Pero el tiempo se me acababa. Una noche, sentada frente al espejo, grabé un último video para mis hijos:

“Mis amores, si algún día ven esto es porque mamá ya no está. No crean las mentiras que les digan sobre mí. Los amo más que a mi vida y luché hasta el final por ustedes. No permitan que nadie les haga sentir menos. Ustedes valen todo”.

Al día siguiente entregué todas las grabaciones al abogado de oficio que me asignaron después de perder casi todo mi dinero en el proceso. Él dudó al principio, pero cuando escuchó los audios su rostro cambió.

—Esto puede cambiarlo todo— me dijo con esperanza.

Pero Julián no se detuvo ahí.

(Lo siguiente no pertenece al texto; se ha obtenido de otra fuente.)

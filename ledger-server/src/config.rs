//! Ledger server configuration

use std::time::Duration;

type BoxError = Box<dyn std::error::Error + Send + Sync>;

/// Ledger server configuration
#[derive(Debug, Clone)]
pub struct Config {
    /// PostgreSQL connection URL
    pub database_url: String,
    /// S3 bucket for export files and manifests
    pub export_s3_bucket: String,
    /// Environment: development | staging | production
    pub environment: String,
    /// Number of concurrent drain workers
    pub drain_worker_count: usize,
    /// Outbox entries claimed per drain pass
    pub drain_batch_size: i64,
    /// Drain poll interval in milliseconds
    pub drain_poll_interval_ms: u64,
    /// Claim lease duration in milliseconds
    pub outbox_lease_ms: i64,
    /// Default delivery attempts before dead-lettering
    pub outbox_max_attempts: i32,
    /// Health log interval in seconds
    pub health_interval_secs: u64,
}

impl Config {
    /// Load configuration from environment variables
    pub fn from_env() -> Result<Self, BoxError> {
        Ok(Self {
            database_url: std::env::var("DATABASE_URL").map_err(|_| "DATABASE_URL must be set")?,
            export_s3_bucket: std::env::var("EXPORT_S3_BUCKET")
                .unwrap_or_else(|_| "audit-ledger-exports".into()),
            environment: std::env::var("ENVIRONMENT").unwrap_or_else(|_| "development".into()),
            drain_worker_count: std::env::var("DRAIN_WORKER_COUNT")
                .ok()
                .and_then(|v| v.parse().ok())
                .unwrap_or(2),
            drain_batch_size: std::env::var("DRAIN_BATCH_SIZE")
                .ok()
                .and_then(|v| v.parse().ok())
                .unwrap_or(100),
            drain_poll_interval_ms: std::env::var("DRAIN_POLL_INTERVAL_MS")
                .ok()
                .and_then(|v| v.parse().ok())
                .unwrap_or(2_000),
            outbox_lease_ms: std::env::var("OUTBOX_LEASE_MS")
                .ok()
                .and_then(|v| v.parse().ok())
                .unwrap_or(30_000),
            outbox_max_attempts: std::env::var("OUTBOX_MAX_ATTEMPTS")
                .ok()
                .and_then(|v| v.parse().ok())
                .unwrap_or(5),
            health_interval_secs: std::env::var("HEALTH_INTERVAL_SECS")
                .ok()
                .and_then(|v| v.parse().ok())
                .unwrap_or(30),
        })
    }

    pub fn drain_poll_interval(&self) -> Duration {
        Duration::from_millis(self.drain_poll_interval_ms)
    }
}
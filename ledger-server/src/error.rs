//! Unified infrastructure-layer error type for ledger-server
//!
//! `LedgerError` bridges store-layer failures (sqlx, object storage,
//! serde) and the caller-facing `AppError` with its stable reason
//! codes. It enables `?` propagation without manual
//! `.map_err(|e| { tracing::error!(...); AppError::internal(...) })`
//! boilerplate.

use shared::error::AppError;
use thiserror::Error;

/// Infrastructure and validation errors raised by the ledger subsystem
#[derive(Debug, Error)]
pub enum LedgerError {
    /// Database error (sqlx)
    #[error("database error: {0}")]
    Database(#[from] sqlx::Error),

    /// Object storage error (export blobs / manifests)
    #[error("object storage error: {0}")]
    ObjectStore(String),

    /// Payload (de)serialization error
    #[error("serialization error: {0}")]
    Serialization(#[from] serde_json::Error),

    /// Malformed identifier, rejected before any store interaction
    #[error("invalid identifier: {0}")]
    InvalidIdentifier(String),

    /// Referenced row does not exist
    #[error("not found: {0}")]
    NotFound(String),

    /// Chain position raced another writer; safe to retry after reset
    #[error("chain conflict for tenant {0}")]
    ChainConflict(String),
}

impl LedgerError {
    /// Whether a retry may succeed without operator intervention
    pub fn is_transient(&self) -> bool {
        matches!(self, Self::Database(_) | Self::ObjectStore(_) | Self::ChainConflict(_))
    }
}

impl From<LedgerError> for AppError {
    fn from(e: LedgerError) -> Self {
        match e {
            LedgerError::InvalidIdentifier(msg) => AppError::isolation(msg),
            LedgerError::NotFound(what) => AppError::not_found(what),
            LedgerError::Serialization(err) => AppError::validation(err.to_string()),
            LedgerError::ChainConflict(tenant) => {
                AppError::transient(format!("chain conflict for tenant {tenant}"))
            }
            LedgerError::Database(err) => {
                tracing::error!(error = %err, "ledger database error");
                AppError::database(err.to_string())
            }
            LedgerError::ObjectStore(msg) => {
                tracing::error!(error = %msg, "export object storage error");
                AppError::internal(msg)
            }
        }
    }
}

/// Convenience alias for ledger-layer results
pub type LedgerResult<T> = Result<T, LedgerError>;
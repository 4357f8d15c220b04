//! Tenant context plumbing and the privileged procedure client
//!
//! Row-level security on the ledger tables keys off the
//! transaction-local `app.current_tenant` setting; an unset or
//! malformed value matches no rows. `set_tenant_context` is the only
//! writer of that setting and always validates first.

use async_trait::async_trait;
use sqlx::{PgConnection, PgPool};
use uuid::Uuid;

use crate::error::LedgerResult;
use crate::store::AdminStore;
use crate::tenant::validate_tenant_id;

/// Bind the tenant context to the current transaction. `set_config`
/// with `is_local = true` clears itself at commit or rollback, so the
/// context can never leak onto a pooled connection.
pub async fn set_tenant_context(conn: &mut PgConnection, tenant_id: &str) -> LedgerResult<()> {
    validate_tenant_id(tenant_id)?;
    sqlx::query("SELECT set_config('app.current_tenant', $1, true)")
        .bind(tenant_id)
        .execute(conn)
        .await?;
    Ok(())
}

/// Explicitly blank the tenant context. Workers that iterate across
/// tenants call this before cross-tenant statements so a previously
/// bound tenant can never scope them accidentally.
pub async fn clear_tenant_context(conn: &mut PgConnection) -> LedgerResult<()> {
    sqlx::query("SELECT set_config('app.current_tenant', '', true)")
        .execute(conn)
        .await?;
    Ok(())
}

/// Client for the SECURITY DEFINER procedures, the only SQL surface
/// that can mutate committed ledger rows. Constructed exclusively by
/// the `PrivilegedGateway`.
pub struct PgAdminStore {
    pool: PgPool,
}

impl PgAdminStore {
    pub fn new(pool: PgPool) -> Self {
        Self { pool }
    }
}

#[async_trait]
impl AdminStore for PgAdminStore {
    async fn key_rotation_update(
        &self,
        tenant_id: &str,
        event_id: Uuid,
        key_version: i32,
    ) -> LedgerResult<()> {
        sqlx::query("SELECT ledger_key_rotation_update($1, $2, $3)")
            .bind(tenant_id)
            .bind(event_id)
            .bind(key_version)
            .execute(&self.pool)
            .await?;
        Ok(())
    }

    async fn retention_delete(
        &self,
        cutoff_ms: i64,
        tenant_id: Option<&str>,
    ) -> LedgerResult<u64> {
        let (deleted,): (i64,) = sqlx::query_as("SELECT ledger_retention_delete($1, $2)")
            .bind(cutoff_ms)
            .bind(tenant_id)
            .fetch_one(&self.pool)
            .await?;
        Ok(deleted.max(0) as u64)
    }
}
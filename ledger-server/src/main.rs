//! ledger-server: tamper-evident audit ledger service
//!
//! Long-running service that:
//! - Drains the transactional outbox into per-tenant hash chains
//! - Parks exhausted entries in the dead-letter queue
//! - Reports queue-depth health on an interval

use std::time::Duration;

use tokio_util::sync::CancellationToken;

use ledger_server::config::Config;
use ledger_server::drain::{DrainConfig, DrainWorker};
use ledger_server::health;
use ledger_server::state::AppState;

type BoxError = Box<dyn std::error::Error + Send + Sync>;

#[tokio::main]
async fn main() -> Result<(), BoxError> {
    // Load .env file
    let _ = dotenvy::dotenv();

    // Initialize tracing
    tracing_subscriber::fmt()
        .with_env_filter(
            tracing_subscriber::EnvFilter::try_from_default_env()
                .unwrap_or_else(|_| "ledger_server=info".into()),
        )
        .init();

    let config = Config::from_env()?;

    tracing::info!("Starting ledger-server (env: {})", config.environment);

    let state = AppState::new(&config).await?;

    let shutdown = CancellationToken::new();
    let drain_config = DrainConfig {
        batch_size: config.drain_batch_size,
        lease_ms: config.outbox_lease_ms,
        poll_interval: config.drain_poll_interval(),
    };

    let mut workers = Vec::with_capacity(config.drain_worker_count);
    for i in 0..config.drain_worker_count {
        let worker = DrainWorker::new(
            format!("drain-{i}"),
            state.outbox.clone(),
            state.ledger.clone(),
            state.chain.clone(),
            state.dlq.clone(),
            drain_config.clone(),
            shutdown.clone(),
        );
        workers.push(tokio::spawn(worker.run()));
    }

    // periodic health log
    let health_handle = tokio::spawn({
        let outbox = state.outbox.clone();
        let dlq_store = state.dlq_store.clone();
        let token = shutdown.clone();
        let interval = Duration::from_secs(config.health_interval_secs);
        async move {
            let mut ticker = tokio::time::interval(interval);
            loop {
                tokio::select! {
                    _ = token.cancelled() => break,
                    _ = ticker.tick() => {
                        let report = health::check(outbox.as_ref(), dlq_store.as_ref()).await;
                        tracing::info!(
                            status = report.status.as_str(),
                            pending = report.pending_outbox,
                            dlq = report.dlq_depth,
                            "health"
                        );
                    }
                }
            }
        }
    });

    tokio::signal::ctrl_c().await?;
    tracing::info!("Shutdown signal received");

    shutdown.cancel();
    for handle in workers {
        let _ = handle.await;
    }
    let _ = health_handle.await;
    state.pool.close().await;

    tracing::info!("ledger-server stopped");
    Ok(())
}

Comenzó a acosar a Lucía y amenazó con denunciarla por secuestro si no le entregaba a los niños. El miedo se apoderó de nuestra casa; dormíamos con las luces encendidas y las puertas atrancadas.

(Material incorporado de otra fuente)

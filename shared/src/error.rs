//! Error types for the shared crate
//!
//! Standardized error type with stable reason codes. Administrative
//! callers receive these codes verbatim, so variants and code strings
//! must stay stable across releases.

use thiserror::Error;

/// Stable reason codes surfaced to administrative callers
#[derive(Debug, Clone, Copy, PartialEq, Eq)]
pub enum ErrorCode {
    /// Success
    Success,
    /// Input validation failed (malformed tenant id, bad range, ...)
    Validation,
    /// Tenant isolation violation (missing/malformed tenant context)
    Isolation,
    /// Resource not found
    NotFound,
    /// Transient delivery failure (store timeout, lock contention)
    Transient,
    /// Integrity failure (hash mismatch, sequence gap)
    Integrity,
    /// Internal error
    Internal,
    /// Database error
    Database,
}

impl ErrorCode {
    /// Get the error code string
    pub fn code(&self) -> &'static str {
        match self {
            Self::Success => "L0000",
            Self::Validation => "L0001",
            Self::Isolation => "L0002",
            Self::NotFound => "L0003",
            Self::Transient => "L0004",
            Self::Integrity => "L0005",
            Self::Internal => "L9001",
            Self::Database => "L9002",
        }
    }

    /// Get the default message for this code
    pub fn default_message(&self) -> &'static str {
        match self {
            Self::Success => "Success",
            Self::Validation => "Validation failed",
            Self::Isolation => "Tenant isolation violation",
            Self::NotFound => "Resource not found",
            Self::Transient => "Transient delivery failure",
            Self::Integrity => "Integrity check failed",
            Self::Internal => "Internal error",
            Self::Database => "Database error",
        }
    }
}

impl std::fmt::Display for ErrorCode {
    fn fmt(&self, f: &mut std::fmt::Formatter<'_>) -> std::fmt::Result {
        write!(f, "{}", self.code())
    }
}

/// Unified error type for the platform
#[derive(Debug, Error)]
pub enum AppError {
    /// Input validation failed
    #[error("{message}")]
    Validation { message: String },

    /// Tenant isolation violation, rejected before any store interaction
    #[error("Isolation violation: {message}")]
    Isolation { message: String },

    /// Resource not found
    #[error("Resource not found: {resource}")]
    NotFound { resource: String },

    /// Transient delivery failure, retryable
    #[error("Transient failure: {message}")]
    Transient { message: String },

    /// Integrity failure, never auto-corrected
    #[error("Integrity failure: {message}")]
    Integrity { message: String },

    /// Database error
    #[error("Database error: {message}")]
    Database { message: String },

    /// Internal server error
    #[error("Internal error: {message}")]
    Internal { message: String },
}

impl AppError {
    // ========== Convenient constructors ==========

    /// Create a Validation error
    pub fn validation(message: impl Into<String>) -> Self {
        Self::Validation { message: message.into() }
    }

    /// Create an Isolation error
    pub fn isolation(message: impl Into<String>) -> Self {
        Self::Isolation { message: message.into() }
    }

    /// Create a NotFound error
    pub fn not_found(resource: impl Into<String>) -> Self {
        Self::NotFound { resource: resource.into() }
    }

    /// Create a Transient error
    pub fn transient(message: impl Into<String>) -> Self {
        Self::Transient { message: message.into() }
    }

    /// Create an Integrity error
    pub fn integrity(message: impl Into<String>) -> Self {
        Self::Integrity { message: message.into() }
    }

    /// Create a Database error
    pub fn database(message: impl Into<String>) -> Self {
        Self::Database { message: message.into() }
    }

    /// Create an Internal error
    pub fn internal(message: impl Into<String>) -> Self {
        Self::Internal { message: message.into() }
    }

    // ========== Error inspection methods ==========

    /// Get the reason code for this error
    pub fn error_code(&self) -> ErrorCode {
        match self {
            Self::Validation { .. } => ErrorCode::Validation,
            Self::Isolation { .. } => ErrorCode::Isolation,
            Self::NotFound { .. } => ErrorCode::NotFound,
            Self::Transient { .. } => ErrorCode::Transient,
            Self::Integrity { .. } => ErrorCode::Integrity,
            Self::Database { .. } => ErrorCode::Database,
            Self::Internal { .. } => ErrorCode::Internal,
        }
    }

    /// Get the error message
    pub fn message(&self) -> String {
        match self {
            Self::Validation { message } => message.clone(),
            Self::Isolation { message } => message.clone(),
            Self::NotFound { resource } => format!("{resource} not found"),
            Self::Transient { message } => message.clone(),
            Self::Integrity { message } => message.clone(),
            Self::Database { message } => message.clone(),
            Self::Internal { message } => message.clone(),
        }
    }
}

/// Result type for platform operations
pub type AppResult<T> = Result<T, AppError>;

#[cfg(test)]
mod tests {
    use super::*;

    #[test]
    fn error_codes_are_stable() {
        assert_eq!(ErrorCode::Validation.code(), "L0001");
        assert_eq!(ErrorCode::Isolation.code(), "L0002");
        assert_eq!(ErrorCode::Integrity.code(), "L0005");
    }

    #[test]
    fn constructors_map_to_codes() {
        assert_eq!(
            AppError::isolation("no tenant context").error_code(),
            ErrorCode::Isolation
        );
        assert_eq!(
            AppError::not_found("DlqEntry").message(),
            "DlqEntry not found"
        );
    }
}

Una noche escuché a Sofía rezar bajito:

—Diosito, cuida a mi mamá y no dejes que mi papá nos lleve lejos…

Mi corazón se rompió otra vez.

Finalmente llegó el día de la última audiencia. Yo apenas podía caminar; Lucía me llevó en silla de ruedas. El juez escuchó las grabaciones en silencio absoluto. Cuando terminaron los audios, vi lágrimas en los ojos del juez y del abogado contrario.

Julián intentó defenderse:

—¡Eso está manipulado! ¡Es mentira!—

Pero nadie le creyó esta vez.

El juez dictaminó que la custodia quedaría con Lucía hasta que mis hijos fueran mayores de edad o yo pudiera recuperarme milagrosamente.

Salí del juzgado sintiendo una mezcla extraña de alivio y tristeza profunda. Sabía que mi tiempo se acababa, pero al menos Sofía y Emiliano estarían a salvo.

Hoy escribo estas líneas desde la cama del hospital donde sé que pronto cerraré los ojos para siempre. No sé si hice lo correcto o si pude haber hecho más…

¿Hasta cuándo vamos a callar ante el abuso? ¿Cuántas Marianas más tienen que grabar su dolor para ser escuchadas? ¿Ustedes qué harían si estuvieran en mi lugar?